Exercise -
Copy out all of the data exactly as it appears.

Input for this task START

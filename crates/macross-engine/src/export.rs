//! CSV export of the aligned backtest frame.
//!
//! Columns: date, close, fast_ma, slow_ma, signal, crossover, position,
//! daily_return, strategy_return, cumulative_benchmark, cumulative_strategy,
//! drawdown, marker. Undefined cells are written empty.

use std::fs::File;
use std::io::{self, Write};
use std::path::Path;

use thiserror::Error;

use crate::engine::BacktestFrame;

pub const FRAME_COLUMNS: [&str; 13] = [
    "date",
    "close",
    "fast_ma",
    "slow_ma",
    "signal",
    "crossover",
    "position",
    "daily_return",
    "strategy_return",
    "cumulative_benchmark",
    "cumulative_strategy",
    "drawdown",
    "marker",
];

#[derive(Debug, Error)]
pub enum ExportError {
    #[error("failed to create {path}: {source}")]
    Create { path: String, source: io::Error },
    #[error("CSV write failed: {0}")]
    Csv(#[from] csv::Error),
    #[error("failed to flush CSV output: {0}")]
    Flush(#[from] io::Error),
}

/// Write the frame as CSV to any writer.
pub fn write_frame_csv<W: Write>(frame: &BacktestFrame, out: W) -> Result<(), ExportError> {
    let mut wtr = csv::Writer::from_writer(out);
    wtr.write_record(FRAME_COLUMNS)?;

    for row in &frame.rows {
        wtr.write_record([
            row.date.to_string(),
            row.close.to_string(),
            cell(row.fast_ma),
            cell(row.slow_ma),
            row.signal.to_string(),
            cell(row.crossover),
            cell(row.position),
            cell(row.daily_return),
            cell(row.strategy_return),
            cell(row.cumulative_benchmark),
            cell(row.cumulative_strategy),
            cell(row.drawdown),
            row.marker.map(|m| m.as_str().to_string()).unwrap_or_default(),
        ])?;
    }

    wtr.flush()?;
    Ok(())
}

/// Write the frame as CSV to `path`, replacing any existing file.
pub fn export_frame_csv(frame: &BacktestFrame, path: &Path) -> Result<(), ExportError> {
    let file = File::create(path).map_err(|source| ExportError::Create {
        path: path.display().to_string(),
        source,
    })?;
    write_frame_csv(frame, io::BufWriter::new(file))
}

fn cell(value: Option<f64>) -> String {
    value.map(|v| v.to_string()).unwrap_or_default()
}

Input for this task END

Your solution -
filename crates/macross-engine/src/export.rs
//! CSV export of the aligned backtest frame.
//!
//! Columns: date, close, fast_ma, slow_ma, signal, crossover, position,
//! daily_return, strategy_return, cumulative_benchmark, cumulative_strategy,
//! drawdown, marker. Undefined cells are written empty.

use std::fs::File;
use std::io::{self, Write};
use std::path::Path;

use thiserror::Error;

use crate::engine::BacktestFrame;

pub const FRAME_COLUMNS: [&str; 13] = [
    "date",
    "close",
    "fast_ma",
    "slow_ma",
    "signal",
    "crossover",
    "position",
    "daily_return",
    "strategy_return",
    "cumulative_benchmark",
    "cumulative_strategy",
    "drawdown",
    "marker",
];

#[derive(Debug, Error)]
pub enum ExportError {
    #[error("failed to create {path}: {source}")]
    Create { path: String, source: io::Error },
    #[error("CSV write failed: {0}")]
    Csv(#[from] csv::Error),
    #[error("failed to flush CSV output: {0}")]
    Flush(#[from] io::Error),
}

/// Write the frame as CSV to any writer.
pub fn write_frame_csv<W: Write>(frame: &BacktestFrame, out: W) -> Result<(), ExportError> {
    let mut wtr = csv::Writer::from_writer(out);
    wtr.write_record(FRAME_COLUMNS)?;

    for row in &frame.rows {
        wtr.write_record([
            row.date.to_string(),
            row.close.to_string(),
            cell(row.fast_ma),
            cell(row.slow_ma),
            row.signal.to_string(),
            cell(row.crossover),
            cell(row.position),
            cell(row.daily_return),
            cell(row.strategy_return),
            cell(row.cumulative_benchmark),
            cell(row.cumulative_strategy),
            cell(row.drawdown),
            row.marker.map(|m| m.as_str().to_string()).unwrap_or_default(),
        ])?;
    }

    wtr.flush()?;
    Ok(())
}

/// Write the frame as CSV to `path`, replacing any existing file.
pub fn export_frame_csv(frame: &BacktestFrame, path: &Path) -> Result<(), ExportError> {
    let file = File::create(path).map_err(|source| ExportError::Create {
        path: path.display().to_string(),
        source,
    })?;
    write_frame_csv(frame, io::BufWriter::new(file))
}

fn cell(value: Option<f64>) -> String {
    value.map(|v| v.to_string()).unwrap_or_default()
}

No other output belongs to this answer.